This is a simple R simulation of an urn model to which the Bell-CHSH inequality can be applied. To begin with I am going to fill an urn in a quite random way. Let me do that first, and then I’ll explain what I have done with this code fragment.
set.seed(110951)
urn <- sample(10:100, 16, replace = TRUE)
urn
## [1] 11 75 48 41 76 35 32 63 27 77 59 89 90 35 15 73
barplot(urn)
sum(urn)
## [1] 846
The urn contains 846 slips of paper.
slips <- sample(1:16, 1000, replace = TRUE, prob = urn)
library(MASS)
truehist(slips, h = 1)
a <- sample(c(1, 2), size = 1000, replace = TRUE)
head(a)
## [1] 2 2 2 1 1 2
b <- sample(c(1, 2), size = 1000, replace = TRUE)
head(b)
## [1] 1 2 1 2 1 2
library(R.utils)
slips.string <- intToBin(slips - 1)
head(slips.string)
## [1] "1111" "0001" "0100" "1001" "1011" "1000"
x <- rep(0, 1000)
y <- rep(0, 1000)
for (i in 1:1000) {x[i] <- as.numeric(substr(slips.string[i], a[i], a[i]));
y[i] <- as.numeric(substr(slips.string[i], b[i]+2, b[i]+2))}
head(x)
## [1] 1 0 1 1 1 0
head(y)
## [1] 1 1 0 1 1 0
x <- 2 * x - 1
y <- 2 * y - 1
corr11 <- mean((x*y)[a == 1 & b == 1])
corr12 <- mean((x*y)[a == 1 & b == 2])
corr21 <- mean((x*y)[a == 2 & b == 1])
corr22 <- mean((x*y)[a == 2 & b == 2])
corrs <- c(corr11, corr12, corr21, corr22)
corrs
## [1] 0.06463878 0.11111111 -0.05791506 -0.22529644
chsh <- corr11 + corr12 + corr21 - corr22
chsh
## [1] 0.3431313
Now we’ll create a new urn which will do a whole lot better
urn<- c(1,1,0,0, 1,0,1,0, 0,1,0,1, 0,0,1,1)
urn
## [1] 1 1 0 0 1 0 1 0 0 1 0 1 0 0 1 1
barplot(urn)
sum(urn)
## [1] 8
The urn contains 8 slips of paper.
slips <- sample(1:16, 1000, replace = TRUE, prob = urn)
truehist(slips, h = 1)
a <- sample(c(1, 2), size = 1000, replace = TRUE)
head(a)
## [1] 1 2 1 2 1 1
b <- sample(c(1, 2), size = 1000, replace = TRUE)
head(b)
## [1] 1 2 1 2 1 1
slips.string <- intToBin(slips - 1)
head(slips.string)
## [1] "0100" "1011" "1110" "1011" "0000" "0110"
x <- rep(0, 1000)
y <- rep(0, 1000)
for (i in 1:1000) {x[i] <- as.numeric(substr(slips.string[i], a[i], a[i]));
y[i] <- as.numeric(substr(slips.string[i], b[i]+2, b[i]+2))}
head(x)
## [1] 0 0 1 0 0 0
head(y)
## [1] 0 1 1 1 0 1
x <- 2 * x - 1
y <- 2 * y - 1
corr11 <- mean((x*y)[a == 1 & b == 1])
corr12 <- mean((x*y)[a == 1 & b == 2])
corr21 <- mean((x*y)[a == 2 & b == 1])
corr22 <- mean((x*y)[a == 2 & b == 2])
corrs <- c(corr11, corr12, corr21, corr22)
corrs
## [1] 0.5627240 0.5967742 0.5870445 -0.6725664
chsh <- corr11 + corr12 + corr21 - corr22
chsh
## [1] 2.419109
Wow!

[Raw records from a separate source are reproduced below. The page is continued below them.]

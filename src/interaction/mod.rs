//! Worker-facing interactions for chw-assistant.
//!
//! This module coordinates the services into what a health worker does:
//! - Asking the assistant by text, voice, or image
//! - Recording new cases and browsing case history
//! - Receiving live notices when their cases change
//! - Driving all of it from a line-oriented console

pub mod assistant;
pub mod case_entry;
pub mod case_events;
pub mod case_history;
pub mod console;
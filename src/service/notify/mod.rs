//! User-visible notifications.

use std::{ops::Deref, sync::Arc};

use async_trait::async_trait;
use tracing::{info, warn};

use crate::base::types::{Notice, NoticeVariant, Void};

// Traits.

/// Generic notification sink that front-ends must implement.
#[async_trait]
pub trait GenericNotifier: Send + Sync + 'static {
    /// Show a notice to the worker.
    async fn notify(&self, notice: &Notice) -> Void;
}

// Structs.

/// Notifier for the application.
///
/// This is trivially cloneable and can be passed around without the need for `Arc` or `Mutex`.
#[derive(Clone)]
pub struct NotifierClient {
    inner: Arc<dyn GenericNotifier>,
}

impl Deref for NotifierClient {
    type Target = dyn GenericNotifier;

    fn deref(&self) -> &Self::Target {
        &*self.inner
    }
}

impl NotifierClient {
    pub fn new(inner: Arc<dyn GenericNotifier>) -> Self {
        Self { inner }
    }

    /// A notifier that writes notices to the log.
    pub fn log() -> Self {
        Self::new(Arc::new(LogNotifier))
    }
}

// Specific implementations.

/// Writes notices to the tracing log.
#[derive(Debug, Clone, Copy, Default)]
pub struct LogNotifier;

#[async_trait]
impl GenericNotifier for LogNotifier {
    async fn notify(&self, notice: &Notice) -> Void {
        match notice.variant {
            NoticeVariant::Default => info!("{}: {}", notice.title, notice.description),
            NoticeVariant::Destructive => warn!("{}: {}", notice.title, notice.description),
        }

        Ok(())
    }
}
//! Binary entry point for `chw-assistant`.
//!
//! A health worker signs in as the configured worker, then either asks one
//! question with `--ask` or works interactively: questions go to the triage
//! responder (rule table or LLM gateway), and slash commands record and browse
//! patient cases. Spans are exported over OTLP alongside the console log.

use clap::Parser;
use opentelemetry::trace::TracerProvider;
use opentelemetry_otlp::{Protocol, WithExportConfig};
use tracing_subscriber::{fmt::format::FmtSpan, layer::SubscriberExt, util::SubscriberInitExt};
use chw_assistant::base::{config::Config, types::Void};

/// Chw-assistant: protocol guidance and a case log for community health workers.
///
/// Answers maternal and child health questions, flags answers that need
/// immediate referral, and keeps the worker's patient cases. Settings come from
/// `.hidden/config.toml` (or `--config`) and `CHW_ASSISTANT_*` variables; set
/// `worker_id` to choose who signs in. Without `--ask`, type `/help` for the
/// case commands.
#[derive(Parser, Debug)]
#[command(version, author, about, long_about = None)]
struct Args {
    /// Override the config file path (optional).
    ///
    /// By default, the assistant will look for a config file at `.hidden/config.toml`
    /// in the current directory.
    #[arg(short, long)]
    config: Option<std::path::PathBuf>,
    /// Increase log verbosity (-v, -vv, etc.).
    ///
    /// Use multiple times to increase verbosity:
    /// - No flag: INFO level
    /// - -v: DEBUG level
    /// - -vv or more: TRACE level
    #[arg(short, long, action = clap::ArgAction::Count)]
    verbose: u8,
    /// Ask a single question, print the answer, and exit.
    ///
    /// High-risk answers are printed under a `HIGH RISK ALERT` banner.
    #[arg(long)]
    ask: Option<String>,
}

/// Main entry point for the chw-assistant binary.
///
/// Sets up logging based on verbosity, loads configuration, and signs the
/// configured worker in.
#[tokio::main]
async fn main() -> Void {
    let args = Args::parse();

    // Construct the level filter.

    let level = match args.verbose {
        0 => tracing::Level::INFO,
        1 => tracing::Level::DEBUG,
        _ => tracing::Level::TRACE,
    };

    let level_filter = tracing_subscriber::filter::LevelFilter::from_level(level);

    // Prepare the log layer.

    let stdout = tracing_subscriber::fmt::layer()
        .without_time()
        .with_ansi(true)
        .with_level(true)
        .with_file(false)
        .with_target(false)
        .with_thread_ids(false)
        .with_thread_names(false)
        .with_span_events(FmtSpan::NEW | FmtSpan::CLOSE);

    // Prepare the otlp layer.

    let exporter = opentelemetry_otlp::SpanExporter::builder().with_http().with_protocol(Protocol::HttpBinary).build()?;
    let tracer = opentelemetry_sdk::trace::SdkTracerProvider::builder().with_simple_exporter(exporter).build().tracer("chw-assistant");
    let otel = tracing_opentelemetry::layer().with_tracer(tracer);

    tracing_subscriber::registry().with(otel).with(level_filter).with(stdout).init();

    let config = Config::load(args.config.as_deref())?;

    chw_assistant::start(config, args.ask.as_deref()).await
}
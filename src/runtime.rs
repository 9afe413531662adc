//! Runtime services and shared state for the chw-assistant.

use tokio::io::{AsyncBufRead, AsyncBufReadExt, BufReader};

use crate::{
    interaction::{
        case_events::CaseSubscriptionManager,
        console::{Console, Outcome},
    },
    prelude::*,
    service::{audio::AudioClient, auth::AuthClient, classifier::ClassifierClient, db::DbClient, notify::NotifierClient},
};

/// Runtime service context that can be shared across the application.
///
/// This struct holds the case store, the auth provider, the classifier, the
/// notifier, and configuration. It is designed to be trivially cloneable,
/// allowing it to be passed around without the need for `Arc` or `Mutex`.
#[derive(Clone)]
pub struct Runtime {
    /// The configuration for the application.
    pub config: Config,
    /// The case store.
    pub db: DbClient,
    /// The authentication provider.
    pub auth: AuthClient,
    /// The question classifier.
    pub classifier: ClassifierClient,
    /// Where notices are shown.
    pub notifier: NotifierClient,
}

impl Runtime {
    /// Create a new runtime instance.
    #[instrument(skip_all)]
    pub async fn new(config: Config) -> Res<Self> {
        // Initialize the case store.
        let db = DbClient::surreal(&config).await?;

        // Initialize the classifier.
        let classifier = ClassifierClient::from_config(&config);

        Ok(Self {
            config,
            db,
            auth: AuthClient::local(),
            classifier,
            notifier: NotifierClient::log(),
        })
    }

    /// Sign in the configured worker.
    pub async fn sign_in(&self) -> Res<Session> {
        let Some(worker_id) = self.config.worker_id.as_deref() else {
            return Err(AssistantError::configuration("No worker identity is configured. Set `worker_id` or `CHW_ASSISTANT_WORKER_ID`."));
        };

        self.auth.sign_in(worker_id).await
    }

    /// Run the assistant: answer `ask` once, or hold a console session on stdin.
    pub async fn start(&self, ask: Option<&str>) -> Void {
        let session = self.sign_in().await?;
        let console = Console::new(self, session, AudioClient::unavailable());

        if let Some(question) = ask {
            if let Outcome::Reply(text) = console.handle_line(question).await {
                println!("{text}");
            }

            return self.auth.sign_out().await;
        }

        self.run_console(&console, BufReader::new(tokio::io::stdin())).await
    }

    /// Hold a console session over `input` until `/quit`, `/logout`, or end of input.
    ///
    /// The worker is signed out and the case subscription stopped on every exit.
    pub async fn run_console<R: AsyncBufRead + Unpin>(&self, console: &Console, input: R) -> Void {
        let subscriptions = CaseSubscriptionManager::new(self.db.clone(), self.notifier.clone()).spawn(self.auth.session_events());

        println!("{}", console.greeting().await);

        let result = read_commands(console, input).await;

        subscriptions.abort();
        self.auth.sign_out().await?;

        info!("Session ended.");

        result
    }
}

async fn read_commands<R: AsyncBufRead + Unpin>(console: &Console, input: R) -> Void {
    let mut lines = input.lines();

    while let Some(line) = lines.next_line().await? {
        match console.handle_line(&line).await {
            Outcome::Reply(text) => println!("{text}\n"),
            Outcome::Silent => {}
            Outcome::Quit => break,
        }
    }

    Ok(())
}

// Tests.

#[cfg(test)]
mod tests {
    use std::{
        io,
        pin::Pin,
        task::{Context, Poll},
    };

    use tokio::io::{AsyncRead, ReadBuf};

    use super::*;
    use crate::base::config::ConfigInner;

    /// Input whose every read fails.
    struct BrokenInput;

    impl AsyncRead for BrokenInput {
        fn poll_read(self: Pin<&mut Self>, _cx: &mut Context<'_>, _buf: &mut ReadBuf<'_>) -> Poll<io::Result<()>> {
            Poll::Ready(Err(io::Error::other("terminal hung up")))
        }
    }

    async fn create_test_runtime() -> Runtime {
        Runtime {
            config: Config {
                inner: std::sync::Arc::new(ConfigInner {
                    worker_id: Some("chw-5".to_string()),
                    ..Default::default()
                }),
            },
            db: DbClient::surreal_memory().await.unwrap(),
            auth: AuthClient::local(),
            classifier: ClassifierClient::rule_table(),
            notifier: NotifierClient::log(),
        }
    }

    #[tokio::test]
    async fn test_console_input_failure_still_signs_out() {
        let runtime = create_test_runtime().await;
        let console = Console::new(&runtime, runtime.sign_in().await.unwrap(), AudioClient::unavailable());

        let result = runtime.run_console(&console, BufReader::new(BrokenInput)).await;

        assert!(result.is_err());
        assert!(runtime.auth.current_session().is_none());
    }

    #[tokio::test]
    async fn test_console_runs_until_quit() {
        let runtime = create_test_runtime().await;
        let console = Console::new(&runtime, runtime.sign_in().await.unwrap(), AudioClient::unavailable());
        let input: &[u8] = b"/new anc Asha 24\n/quit\n/new child Ravi 3\n";

        runtime.run_console(&console, input).await.unwrap();

        let cases = runtime.db.list_cases("chw-5").await.unwrap();
        assert_eq!(cases.len(), 1);
        assert_eq!(cases[0].patient_name, "Asha");
        assert!(runtime.auth.current_session().is_none());
    }
}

CHSH inequality violated, but not close to 2 sqrt 2. Let’s try again with the same urn. But I’ll restart the RNG
set.seed(110951)
slips <- sample(1:16, 1000, replace = TRUE, prob = urn)
truehist(slips, h = 1)
a <- sample(c(1, 2), size = 1000, replace = TRUE)
head(a)
## [1] 2 2 1 2 1 2
b <- sample(c(1, 2), size = 1000, replace = TRUE)
head(b)
## [1] 1 1 2 2 1 2
slips.string <- intToBin(slips - 1)
head(slips.string)
## [1] "1001" "0100" "1110" "1110" "0001" "1111"
x <- rep(0, 1000)
y <- rep(0, 1000)
for (i in 1:1000) {x[i] <- as.numeric(substr(slips.string[i], a[i], a[i]));
y[i] <- as.numeric(substr(slips.string[i], b[i]+2, b[i]+2))}
head(x)
## [1] 0 1 1 1 0 1
head(y)
## [1] 0 0 0 0 0 1
x <- 2 * x - 1
y <- 2 * y - 1
corr11 <- mean((x*y)[a == 1 & b == 1])
corr12 <- mean((x*y)[a == 1 & b == 2])
corr21 <- mean((x*y)[a == 2 & b == 1])
corr22 <- mean((x*y)[a == 2 & b == 2])
corrs <- c(corr11, corr12, corr21, corr22)
corrs
## [1] 0.5419847 0.5446429 0.4517375 -0.4352941
chsh <- corr11 + corr12 + corr21 - corr22
chsh
## [1] 1.973659
Bit boring. CHSH inequality not quite violated.